N,N-Diethylacetamide and N,N-Dipropylacetamide inhibit the NF-kB pathway in in vitro, ex vivo and in vivo models of inflammation-induced preterm birth
- Sci Rep. 2025 Aug 14;15(1):29861. doi: 10.1038/s41598-025-16076-4.
- 1. Blubird Bio Inc, Cambridge, MA, UK.
- 2. Department of Obstetrics and Gynecology, Greenwich Hospital, Greenwich, CT, USA.
- 3. Department of Pharmaceutical Sciences, St. John's University, Queens, NY, USA.

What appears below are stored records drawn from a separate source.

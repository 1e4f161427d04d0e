/// Frame orchestrator
///
/// Drives a [`GraphicsDevice`] through the frame lifecycle:
///
/// ```text
/// Idle --begin_frame--> Recording --end_frame--> Presenting --> Idle
/// ```
///
/// `begin_frame` waits on the current slot fence, acquires an image and
/// starts the main render pass. `end_frame` submits and presents, then
/// advances the frame slot. Swapchain recreation (resize, out-of-date or
/// suboptimal swapchain) happens here, between frames, never inside the
/// backend.

use std::sync::Arc;

use crate::error::{Error, Result};
use crate::graphics_device::{
    AcquireOutcome, Buffer, BufferDesc, ClearValues, FenceStatus, GraphicsDevice, Rect2D,
    RendererConfig, SwapchainInfo, Viewport,
};
use crate::renderer::{FrameSync, FramebufferSize};
use crate::{engine_debug, engine_error, engine_info, engine_trace};

const SOURCE: &str = "thrianta::Renderer";

#[derive(Debug, Clone, Copy, PartialEq, Eq)]
pub enum FrameState {
    Idle,
    Recording,
    Presenting,
}

/// Why `begin_frame` did not produce a frame
#[derive(Debug, Clone, Copy, PartialEq, Eq)]
pub enum SkipReason {
    /// A previous recreation did not complete
    RecreationInProgress,
    /// The framebuffer size changed and the swapchain was rebuilt
    Resized,
    /// The framebuffer has a zero dimension
    Minimized,
    /// Acquisition reported an out-of-date swapchain
    SwapchainOutOfDate,
    /// The slot fence did not signal within the configured timeout
    FenceTimeout,
}

#[derive(Debug, Clone, Copy, PartialEq, Eq)]
pub enum FrameStatus {
    /// Recording has begun; `end_frame` must follow
    Ready,
    Skipped(SkipReason),
}

impl FrameStatus {
    pub fn is_ready(self) -> bool {
        self == FrameStatus::Ready
    }
}

/// Per-frame input from the application
#[derive(Debug, Clone, Copy, Default, PartialEq)]
pub struct RenderPacket {
    /// Seconds since the previous frame
    pub delta_time: f32,
}

pub struct Renderer {
    device: Box<dyn GraphicsDevice>,
    sync: FrameSync,
    swapchain: SwapchainInfo,
    framebuffer_size: FramebufferSize,
    /// Size generation the current swapchain was built for
    applied_generation: u64,
    state: FrameState,
    current_frame: usize,
    image_index: u32,
    recreating_swapchain: bool,
    clear_values: ClearValues,
    fence_timeout_ns: u64,
    frame_number: u64,
}

impl Renderer {
    /// Take ownership of a backend whose swapchain is already created
    pub fn new(mut device: Box<dyn GraphicsDevice>, config: &RendererConfig) -> Result<Self> {
        let swapchain = device.swapchain_info();
        let sync = FrameSync::new(
            device.as_mut(),
            swapchain.max_frames_in_flight as usize,
            swapchain.image_count as usize,
        )?;
        let framebuffer_size = FramebufferSize::new(swapchain.width, swapchain.height);

        engine_info!(
            SOURCE,
            "Renderer ready: {}x{}, {} images, {} frames in flight",
            swapchain.width, swapchain.height, swapchain.image_count, swapchain.max_frames_in_flight
        );

        Ok(Self {
            device,
            sync,
            swapchain,
            applied_generation: framebuffer_size.generation(),
            framebuffer_size,
            state: FrameState::Idle,
            current_frame: 0,
            image_index: 0,
            recreating_swapchain: false,
            clear_values: config.clear_values(),
            fence_timeout_ns: config.fence_timeout_ns,
            frame_number: 0,
        })
    }

    // ===== ACCESSORS =====

    pub fn frame_state(&self) -> FrameState {
        self.state
    }

    /// Frame-in-flight slot used by the next (or current) frame
    pub fn current_frame(&self) -> usize {
        self.current_frame
    }

    /// Swapchain image acquired by the current frame
    pub fn image_index(&self) -> u32 {
        self.image_index
    }

    pub fn frame_number(&self) -> u64 {
        self.frame_number
    }

    pub fn swapchain_info(&self) -> SwapchainInfo {
        self.swapchain
    }

    pub fn is_recreating_swapchain(&self) -> bool {
        self.recreating_swapchain
    }

    /// Shared size handle, for event listeners
    pub fn framebuffer_size(&self) -> FramebufferSize {
        self.framebuffer_size.clone()
    }

    pub fn frame_sync(&self) -> &FrameSync {
        &self.sync
    }

    /// Backend access for recording draw commands between begin and end
    pub fn device_mut(&mut self) -> &mut dyn GraphicsDevice {
        self.device.as_mut()
    }

    pub fn set_clear_values(&mut self, clear_values: ClearValues) {
        self.clear_values = clear_values;
    }

    pub fn create_buffer(&mut self, desc: BufferDesc) -> Result<Arc<dyn Buffer>> {
        self.device.create_buffer(desc)
    }

    // ===== FRAME LIFECYCLE =====

    /// Record a new framebuffer size; takes effect at the next `begin_frame`
    pub fn on_resize(&mut self, width: u32, height: u32) {
        if self.framebuffer_size.set(width, height) {
            engine_debug!(SOURCE, "Framebuffer resized to {}x{}", width, height);
        }
    }

    /// Prepare the next frame for recording
    pub fn begin_frame(&mut self, delta_time: f32) -> Result<FrameStatus> {
        if self.state != FrameState::Idle {
            return Err(Error::InvalidState(format!(
                "begin_frame called in state {:?}",
                self.state
            )));
        }

        if self.recreating_swapchain {
            self.device.wait_idle()?;
            engine_info!(SOURCE, "Swapchain recreation in progress, skipping frame");
            return Ok(FrameStatus::Skipped(SkipReason::RecreationInProgress));
        }

        if self.framebuffer_size.generation() != self.applied_generation {
            self.device.wait_idle()?;
            let status = if self.recreate_swapchain()? {
                SkipReason::Resized
            } else {
                SkipReason::Minimized
            };
            return Ok(FrameStatus::Skipped(status));
        }

        let slot = self.current_frame;
        if self.sync.wait_for_slot(self.device.as_mut(), slot, self.fence_timeout_ns)? == FenceStatus::Timeout {
            return Ok(FrameStatus::Skipped(SkipReason::FenceTimeout));
        }

        let image_available = self.sync.image_available(slot)?;
        let image_index = match self.device.acquire_next_image(self.fence_timeout_ns, image_available)? {
            AcquireOutcome::Acquired { image_index, .. } => image_index,
            AcquireOutcome::OutOfDate => {
                engine_debug!(SOURCE, "Swapchain out of date on acquire");
                self.recreate_swapchain()?;
                return Ok(FrameStatus::Skipped(SkipReason::SwapchainOutOfDate));
            }
        };

        // The command buffer of this image may still belong to another slot's
        // submission; it must be complete before the buffer is reset.
        if self.sync.image_owner(image_index).is_some_and(|owner| owner != slot)
            && self.sync.wait_for_image(self.device.as_mut(), image_index, self.fence_timeout_ns)?
                == FenceStatus::Timeout
        {
            return Err(image_fence_timeout(image_index));
        }

        let (width, height) = (self.swapchain.width, self.swapchain.height);
        let area = Rect2D::from_extent(width, height);
        self.device.begin_commands(image_index)?;
        self.device.set_viewport(image_index, Viewport::flipped(width, height))?;
        self.device.set_scissor(image_index, area)?;
        self.device.begin_render_pass(image_index, area, &self.clear_values)?;

        self.image_index = image_index;
        self.state = FrameState::Recording;
        engine_trace!(
            SOURCE,
            "Frame {} began on slot {} image {} (dt {:.4}s)",
            self.frame_number, slot, image_index, delta_time
        );
        Ok(FrameStatus::Ready)
    }

    /// Submit the recorded frame and present it
    pub fn end_frame(&mut self, _delta_time: f32) -> Result<()> {
        if self.state != FrameState::Recording {
            return Err(Error::InvalidState(format!(
                "end_frame called in state {:?}",
                self.state
            )));
        }

        let slot = self.current_frame;
        let image_index = self.image_index;

        self.device.end_render_pass(image_index)?;
        self.device.end_commands(image_index)?;

        if self.sync.wait_for_image(self.device.as_mut(), image_index, self.fence_timeout_ns)?
            == FenceStatus::Timeout
        {
            return Err(image_fence_timeout(image_index));
        }
        self.sync.assign_image(self.device.as_mut(), image_index, slot)?;

        let image_available = self.sync.image_available(slot)?;
        let queue_complete = self.sync.queue_complete(slot)?;
        let fence = self.sync.fence(slot)?;
        self.device
            .submit(image_index, image_available, queue_complete, fence)
            .map_err(|e| {
                engine_error!(SOURCE, "Failed to submit frame {}: {}", self.frame_number, e);
                e
            })?;

        self.state = FrameState::Presenting;
        let outcome = self.device.present(queue_complete, image_index).map_err(|e| {
            engine_error!(SOURCE, "Failed to present swapchain image {}: {}", image_index, e);
            e
        })?;

        self.current_frame = (self.current_frame + 1) % self.sync.slot_count();
        self.state = FrameState::Idle;
        self.frame_number += 1;

        if outcome.needs_recreation() {
            engine_debug!(SOURCE, "Present reported {:?}", outcome);
            self.recreate_swapchain()?;
        }
        Ok(())
    }

    /// Begin and, when the frame is ready, end a frame
    ///
    /// Returns whether a frame was presented.
    pub fn draw_frame(&mut self, packet: &RenderPacket) -> Result<bool> {
        if !self.begin_frame(packet.delta_time)?.is_ready() {
            return Ok(false);
        }
        self.end_frame(packet.delta_time).map_err(|e| {
            engine_error!(SOURCE, "end_frame failed, application shutting down: {}", e);
            e
        })?;
        Ok(true)
    }

    /// Destroy and rebuild the swapchain for the current framebuffer size
    ///
    /// Returns `Ok(false)` without touching anything when the framebuffer
    /// has a zero dimension or a recreation is already running. Only valid
    /// between frames.
    pub fn recreate_swapchain(&mut self) -> Result<bool> {
        if self.state != FrameState::Idle {
            return Err(Error::InvalidState(format!(
                "recreate_swapchain called in state {:?}",
                self.state
            )));
        }

        if self.recreating_swapchain {
            engine_debug!(SOURCE, "recreate_swapchain called while already recreating");
            return Ok(false);
        }

        let generation = self.framebuffer_size.generation();
        let (width, height) = self.framebuffer_size.get();
        if width == 0 || height == 0 {
            engine_debug!(SOURCE, "Framebuffer is {}x{}, not recreating", width, height);
            return Ok(false);
        }

        self.recreating_swapchain = true;

        self.device.wait_idle()?;
        self.sync.mark_all_signaled();
        self.sync.reset_images(self.swapchain.image_count as usize);

        let info = self.device.recreate_swapchain(width, height)?;

        if info.max_frames_in_flight != self.swapchain.max_frames_in_flight {
            self.sync.destroy(self.device.as_mut());
            self.sync = FrameSync::new(
                self.device.as_mut(),
                info.max_frames_in_flight as usize,
                info.image_count as usize,
            )?;
            self.current_frame = 0;
        } else {
            self.sync.reset_images(info.image_count as usize);
        }

        self.swapchain = info;
        self.applied_generation = generation;
        self.recreating_swapchain = false;

        engine_info!(
            SOURCE,
            "Swapchain recreated: {}x{}, {} images",
            info.width, info.height, info.image_count
        );
        Ok(true)
    }

    /// Wait for the GPU and release the sync objects
    ///
    /// Also runs on drop; calling it twice is harmless.
    pub fn shutdown(&mut self) -> Result<()> {
        if self.sync.slot_count() == 0 {
            return Ok(());
        }
        self.device.wait_idle()?;
        self.sync.destroy(self.device.as_mut());
        engine_info!(SOURCE, "Renderer shut down after {} frames", self.frame_number);
        Ok(())
    }
}

fn image_fence_timeout(image_index: u32) -> Error {
    crate::engine_err!(
        SOURCE,
        "Timed out waiting for swapchain image {} to leave the queue",
        image_index
    )
}

impl Drop for Renderer {
    fn drop(&mut self) {
        if let Err(e) = self.shutdown() {
            engine_error!(SOURCE, "Renderer shutdown failed: {}", e);
        }
    }
}

#[cfg(test)]
#[path = "renderer_tests.rs"]
mod tests;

- 4. Department of Biochemistry and Molecular Biotechnology, University of Massachusetts Chan Medical School, Worcester, MA, UK.
- 5. Departments of Medicine-Cardiology and Cell Biology, Albert Einstein College of Medicine, Bronx, NY, USA.

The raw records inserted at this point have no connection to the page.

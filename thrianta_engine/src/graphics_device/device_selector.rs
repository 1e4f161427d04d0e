/// Physical device selection policy
///
/// The backend describes each adapter as an [`AdapterInfo`]; this module
/// decides which one the renderer runs on and which queue families it uses.
/// Candidates are examined in enumeration order and the first one that meets
/// every requirement wins.

use bitflags::bitflags;

use crate::error::{Error, Result};
use crate::{engine_debug, engine_error, engine_info};

bitflags! {
    /// Capabilities of a queue family
    #[derive(Debug, Clone, Copy, PartialEq, Eq, Hash, Default)]
    pub struct QueueCapabilities: u32 {
        const GRAPHICS = 0x1;
        const PRESENT = 0x2;
        const COMPUTE = 0x4;
        const TRANSFER = 0x8;
    }
}

#[derive(Debug, Clone, Copy, PartialEq, Eq)]
pub enum AdapterType {
    Other,
    IntegratedGpu,
    DiscreteGpu,
    VirtualGpu,
    Cpu,
}

#[derive(Debug, Clone, Copy, PartialEq, Eq)]
pub struct QueueFamilyInfo {
    /// Capability flags, with `PRESENT` set when the family can present to
    /// the target surface
    pub capabilities: QueueCapabilities,
    pub queue_count: u32,
}

#[derive(Debug, Clone, Copy, PartialEq, Eq)]
pub struct MemoryHeapInfo {
    pub size: u64,
    pub device_local: bool,
}

/// Everything the selection policy needs to know about one adapter
#[derive(Debug, Clone)]
pub struct AdapterInfo {
    pub name: String,
    pub adapter_type: AdapterType,
    pub driver_version: (u32, u32, u32),
    pub api_version: (u32, u32, u32),
    pub queue_families: Vec<QueueFamilyInfo>,
    /// Supported device extension names
    pub extensions: Vec<String>,
    pub sampler_anisotropy: bool,
    /// Number of surface formats available for the target surface
    pub surface_format_count: usize,
    /// Number of present modes available for the target surface
    pub present_mode_count: usize,
    pub memory_heaps: Vec<MemoryHeapInfo>,
}

/// What the renderer needs from an adapter
#[derive(Debug, Clone, PartialEq, Eq)]
pub struct DeviceRequirements {
    pub queues: QueueCapabilities,
    /// Device extensions that must all be present
    pub device_extensions: Vec<String>,
    pub sampler_anisotropy: bool,
    pub discrete_gpu: bool,
}

impl Default for DeviceRequirements {
    fn default() -> Self {
        Self {
            queues: QueueCapabilities::GRAPHICS
                | QueueCapabilities::PRESENT
                | QueueCapabilities::TRANSFER,
            device_extensions: vec!["VK_KHR_swapchain".to_string()],
            sampler_anisotropy: true,
            discrete_gpu: false,
        }
    }
}

/// Queue family indices resolved for one adapter
#[derive(Debug, Clone, Copy, PartialEq, Eq, Default)]
pub struct QueueFamilyIndices {
    pub graphics: Option<u32>,
    pub present: Option<u32>,
    pub compute: Option<u32>,
    pub transfer: Option<u32>,
}

impl QueueFamilyIndices {
    /// Resolve queue families for an adapter
    ///
    /// - graphics: first graphics-capable family
    /// - present: the graphics family when it can present, else the first
    ///   presenting family
    /// - compute: first compute-capable family
    /// - transfer: the transfer-capable family with the fewest other
    ///   capabilities (graphics, compute); ties go to the later family
    pub fn resolve(families: &[QueueFamilyInfo]) -> Self {
        let mut indices = QueueFamilyIndices::default();
        let mut min_transfer_score = u32::MAX;

        for (index, family) in families.iter().enumerate() {
            let index = index as u32;
            let caps = family.capabilities;
            let mut score = 0;

            if caps.contains(QueueCapabilities::GRAPHICS) {
                indices.graphics.get_or_insert(index);
                score += 1;
            }
            if caps.contains(QueueCapabilities::COMPUTE) {
                indices.compute.get_or_insert(index);
                score += 1;
            }
            if caps.contains(QueueCapabilities::TRANSFER) && score <= min_transfer_score {
                min_transfer_score = score;
                indices.transfer = Some(index);
            }
            if caps.contains(QueueCapabilities::PRESENT) {
                indices.present.get_or_insert(index);
            }
        }

        if let Some(graphics) = indices.graphics {
            if families[graphics as usize].capabilities.contains(QueueCapabilities::PRESENT) {
                indices.present = Some(graphics);
            }
        }

        indices
    }

    /// Distinct families among graphics, present and transfer, in that order
    pub fn unique_families(&self) -> Vec<u32> {
        let mut unique = Vec::with_capacity(3);
        for family in [self.graphics, self.present, self.transfer].into_iter().flatten() {
            if !unique.contains(&family) {
                unique.push(family);
            }
        }
        unique
    }

    fn satisfies(&self, required: QueueCapabilities) -> bool {
        (!required.contains(QueueCapabilities::GRAPHICS) || self.graphics.is_some())
            && (!required.contains(QueueCapabilities::PRESENT) || self.present.is_some())
            && (!required.contains(QueueCapabilities::COMPUTE) || self.compute.is_some())
            && (!required.contains(QueueCapabilities::TRANSFER) || self.transfer.is_some())
    }
}

/// The adapter chosen by [`select_adapter`]
#[derive(Debug, Clone, Copy, PartialEq, Eq)]
pub struct SelectedAdapter {
    /// Index into the adapter list
    pub index: usize,
    pub graphics_family: u32,
    pub present_family: u32,
    /// Falls back to the graphics family when no transfer family was required
    pub transfer_family: u32,
    pub compute_family: Option<u32>,
}

impl SelectedAdapter {
    pub fn queue_families(&self) -> QueueFamilyIndices {
        QueueFamilyIndices {
            graphics: Some(self.graphics_family),
            present: Some(self.present_family),
            compute: self.compute_family,
            transfer: Some(self.transfer_family),
        }
    }

    /// Distinct families to create queues on
    pub fn unique_families(&self) -> Vec<u32> {
        self.queue_families().unique_families()
    }
}

const SOURCE: &str = "thrianta::DeviceSelector";

fn flag(indices: Option<u32>) -> char {
    if indices.is_some() { '1' } else { '0' }
}

/// Check one adapter against the requirements
///
/// Returns the resolved queue families when the adapter is suitable. The
/// renderer always needs a graphics and a present family, whatever the
/// requirements say.
pub fn adapter_meets_requirements(
    adapter: &AdapterInfo,
    requirements: &DeviceRequirements,
) -> Option<SelectedAdapter> {
    if requirements.discrete_gpu && adapter.adapter_type != AdapterType::DiscreteGpu {
        engine_debug!(SOURCE, "Skipping '{}': not a discrete GPU", adapter.name);
        return None;
    }

    let indices = QueueFamilyIndices::resolve(&adapter.queue_families);

    engine_debug!(SOURCE, "Graphics | Present | Compute | Transfer | Name");
    engine_debug!(
        SOURCE,
        "       {} |       {} |       {} |        {} | {}",
        flag(indices.graphics),
        flag(indices.present),
        flag(indices.compute),
        flag(indices.transfer),
        adapter.name
    );

    if !indices.satisfies(requirements.queues) {
        engine_debug!(SOURCE, "Skipping '{}': missing a required queue family", adapter.name);
        return None;
    }

    let (Some(graphics_family), Some(present_family)) = (indices.graphics, indices.present) else {
        engine_debug!(SOURCE, "Skipping '{}': no graphics or present family", adapter.name);
        return None;
    };

    if adapter.surface_format_count == 0 || adapter.present_mode_count == 0 {
        engine_debug!(SOURCE, "Skipping '{}': surface support incomplete", adapter.name);
        return None;
    }

    if let Some(missing) = requirements
        .device_extensions
        .iter()
        .find(|required| !adapter.extensions.iter().any(|ext| ext == *required))
    {
        engine_debug!(SOURCE, "Skipping '{}': extension '{}' not available", adapter.name, missing);
        return None;
    }

    if requirements.sampler_anisotropy && !adapter.sampler_anisotropy {
        engine_debug!(SOURCE, "Skipping '{}': sampler anisotropy unsupported", adapter.name);
        return None;
    }

    Some(SelectedAdapter {
        index: 0,
        graphics_family,
        present_family,
        transfer_family: indices.transfer.unwrap_or(graphics_family),
        compute_family: indices.compute,
    })
}

/// Pick the first adapter that meets every requirement
pub fn select_adapter(
    adapters: &[AdapterInfo],
    requirements: &DeviceRequirements,
) -> Result<SelectedAdapter> {
    if adapters.is_empty() {
        engine_error!(SOURCE, "No devices which support the graphics API were found");
        return Err(Error::NoSuitableDevice);
    }

    for (index, adapter) in adapters.iter().enumerate() {
        if let Some(selected) = adapter_meets_requirements(adapter, requirements) {
            log_selected(adapter, &selected);
            return Ok(SelectedAdapter { index, ..selected });
        }
    }

    engine_error!(SOURCE, "No physical devices were found which meet the requirements");
    Err(Error::NoSuitableDevice)
}

fn log_selected(adapter: &AdapterInfo, selected: &SelectedAdapter) {
    engine_info!(SOURCE, "Selected device: '{}'", adapter.name);
    engine_info!(SOURCE, "GPU type is {:?}", adapter.adapter_type);
    let (major, minor, patch) = adapter.driver_version;
    engine_info!(SOURCE, "GPU driver version: {}.{}.{}", major, minor, patch);
    let (major, minor, patch) = adapter.api_version;
    engine_info!(SOURCE, "API version: {}.{}.{}", major, minor, patch);

    for heap in &adapter.memory_heaps {
        let gib = heap.size as f64 / (1024.0 * 1024.0 * 1024.0);
        if heap.device_local {
            engine_info!(SOURCE, "Local GPU memory: {:.2} GiB", gib);
        } else {
            engine_info!(SOURCE, "Shared system memory: {:.2} GiB", gib);
        }
    }

    engine_debug!(
        SOURCE,
        "Queue families: graphics {}, present {}, transfer {}, compute {:?}",
        selected.graphics_family,
        selected.present_family,
        selected.transfer_family,
        selected.compute_family
    );
}

#[cfg(test)]
#[path = "device_selector_tests.rs"]
mod tests;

- 6. Department of Pharmaceutical Sciences, St. John's University, Queens, NY, USA. [email protected].
- 7. Departments of Pathology and Obstetrics and Gynecology and Women's Health Albert Einstein College of Medicine, Montefiore Medical Center, Bronx, NY, USA. [email protected].
- 8. Department of Pharmaceutical Sciences, College of Pharmacy and Health Sciences, St. John's University, G-18B St. Albert Hall, 8000 Utopia Parkway, 11439, Queens, NY, USA. [email protected].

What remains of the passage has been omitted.